Soon after Christmas, in the quiet pre-dawn hours, we loaded our car with clothes, tents, sleeping bags, scuba gear, cooking pans, and a big jar of Nutella, and set off south on a Mexican adventure. 3 hours later, we were across the border and headed into the deserts of Baja.



We found the camping spot in the desert just before it got dark that same evening - just 100 feet from the Transpeninsular freeway, under the star-crusted sky. No one else was around, except for trucks roaring past the freeway. Setting up the tent was as hard as it got, the wind had kicked up to a howling gale by that time and our car proffered no respite. The tent barely held up under the pounding wind - one of the poles actually snapped. The temperatures had dropped to the 30sF and the two of us huddled together, still freezing under numerous layers of blankets and sweaters. To top it all off, the howling wind drove me half-crazy with irrational thoughts of being bloodily murdered by axe-wielding Mexicans out in the middle of nowhere. I laid awake all night, almost frost-bitten and mentally terrorised. Boy was it a miserable night, neither of us got any sleep at all.

The next morning, it was like a new revelation: the wind had died, the sun was rising. The morning glow lit up the cactus and flowers all around, the air was fresh and cleaned out by the morning dew, there was such stillness and quiet you could hear your heart beat by beat.



The rest of the trip we decided to convince the manager of a 5-star resort to let us set up camp on their beautiful green lawn, under a grapefruit tree laden with harvest. When we did not camp, we booked ourselves into a motel and took a shower.

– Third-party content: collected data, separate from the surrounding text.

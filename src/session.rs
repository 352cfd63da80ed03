//! Process-wide session state: the persisted access token and the
//! in-memory current user.
//!
//! A [`Session`] is created once at startup and shared as `Arc<Session>`
//! between the HTTP client and the auth service. Its writers are crate
//! private: only [`AuthService`](crate::auth::AuthService) stores tokens and
//! users, and the HTTP client may only [`invalidate`](Session::invalidate).
//!
//! Invariant: a current user is only ever held while a token is present.

use parking_lot::RwLock;
use std::sync::Arc;
use tracing::{debug, warn};

use crate::error::ClientError;
use crate::models::User;
use crate::storage::TokenStore;

pub struct Session {
    store: Arc<dyn TokenStore>,
    user: RwLock<Option<User>>,
}

impl std::fmt::Debug for Session {
    fn fmt(&self, f: &mut std::fmt::Formatter<'_>) -> std::fmt::Result {
        f.debug_struct("Session")
            .field("has_token", &self.has_token())
            .field("user", &*self.user.read())
            .finish()
    }
}

impl Session {
    /// Start with whatever token the store already holds and no user.
    pub fn new(store: Arc<dyn TokenStore>) -> Self {
        Self {
            store,
            user: RwLock::new(None),
        }
    }

    /// The stored access token. An empty string counts as absent.
    pub fn access_token(&self) -> Option<String> {
        self.store.load().filter(|token| !token.is_empty())
    }

    pub fn has_token(&self) -> bool {
        self.access_token().is_some()
    }

    pub fn current_user(&self) -> Option<User> {
        self.user.read().clone()
    }

    /// True once the token has been resolved to a user.
    pub fn is_authenticated(&self) -> bool {
        self.user.read().is_some()
    }

    pub(crate) fn store_token(&self, token: &str) -> Result<(), ClientError> {
        self.store.save(token)
    }

    /// Record the resolved user. Ignored if the token was cleared meanwhile,
    /// so a late response cannot resurrect a logged-out session.
    pub(crate) fn set_user(&self, user: User) -> bool {
        let mut slot = self.user.write();
        if !self.has_token() {
            debug!(user_id = %user.id, "Token gone before user resolved; not storing user");
            *slot = None;
            return false;
        }
        *slot = Some(user);
        true
    }

    /// Drop both the token and the user.
    ///
    /// The user slot stays locked until the store is cleared, so a concurrent
    /// [`set_user`](Session::set_user) either lands before and is wiped, or
    /// runs after and finds no token.
    pub(crate) fn invalidate(&self) -> Result<(), ClientError> {
        let mut slot = self.user.write();
        slot.take();
        let cleared = self.store.clear();
        if let Err(e) = &cleared {
            warn!(error = %e, "Failed to clear stored access token");
        }
        cleared
    }
}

One of the intended highlights of the trip was a whale-watching boat trip. Well, we did spot a couple of grey whales, but it was hard to get up close and personal. I guess I wasn't being really realistic when I thought we could actually go up and pet them, like we see on all brochures and commercials. For one, it's against the protection of endangered mammals law to touch these whales; secondly, we're in a little boat and we could put ourselves in some serious danger should the whales decide to play 'toss-the-dinghy!'.

where are the whales...


Other fun stuff: dives off a beach, a cove off a rocky cliff, and a lighthouse, watched flocks of pelicans dive-bomb for fishes, kayaked to a small island in a beautiful cove, drove for miles across the desert and marveled at the expanse of land and vegetation; often, for as far as the eye could see, there were more cactus than you could shake a stick at; yakked our time away in the car and listened to Metallica, The Gypsy Kings and Michael Buble. As we drove along the Californian gulf, we were awestruck by the beauty of the ocean scenery, it so much reminded us of Hawaii.


Miles and miles through the peninsula, by the end of our Baja adventure, our car tires had gone bald.





photos!
photos by hubs!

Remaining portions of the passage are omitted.